The patient made repeated visits to the emergency department with complaints of hand pain, swelling, and so forth. The patient was repeatedly given antibiotic treatment and pain medications for supposed cellulitis. She was also taking Ibuprofen, NSAIDs, and Acetominophen at home for the inflammation and pain. In retrospect, it was probably the anti-inflammatory medications, along with the systemic effects of the albuterol steroid inhaler she was taking for asthma, which quelled the symptoms of the eosinophilic fasciitis. The multiple cultures came back negative for any sort of growth, discrediting efficacy of antibiotics in the relief of the patient’s symptoms.

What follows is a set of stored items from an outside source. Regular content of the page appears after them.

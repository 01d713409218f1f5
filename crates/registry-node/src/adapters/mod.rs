//! # Adapters
//!
//! Outbound port implementations used by the node.

pub mod storage;

pub use storage::NodeStore;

The patient’s symptoms could have just subsided and reemerged on their own, which has been seen in previous cases of EF. The condition has been shown to have symptoms that are persistent or recur during the course of the disease.

4. Conclusion

The presentation of this case was unique and unusual. The patient seemed to improve with the antibiotic therapy, lending support to the diagnosis of cellulitis or a necrotizing process. Pathology reports pointed to a disease process other than eosinophilic fasciitis. These all lead to a delay in the diagnosis of EF. The extreme rarity of the disease, the large constellation of signs and symptoms, and the lack of knowledge about eosinophilic fasciitis make this disease difficult to recognize and treat.

The orthopedic surgeon must be able to recognize the causative agents, symptoms, and pathology of this disease process in order to determine the need for surgical care, versus that of pharmacological therapy. Therapy such as corticosteroids and NSAIDs has proven efficacy in treating this condition. The well-informed orthopedic surgeon needs to be able to recognize the unique pathology of eosinophilic fasciitis as described in this case and apply it in making the correct diagnosis. Proper diagnosis and treatment by the orthopedic surgeon can circumvent debility secondary to pain and the musculoskeletal sequela of this disease process.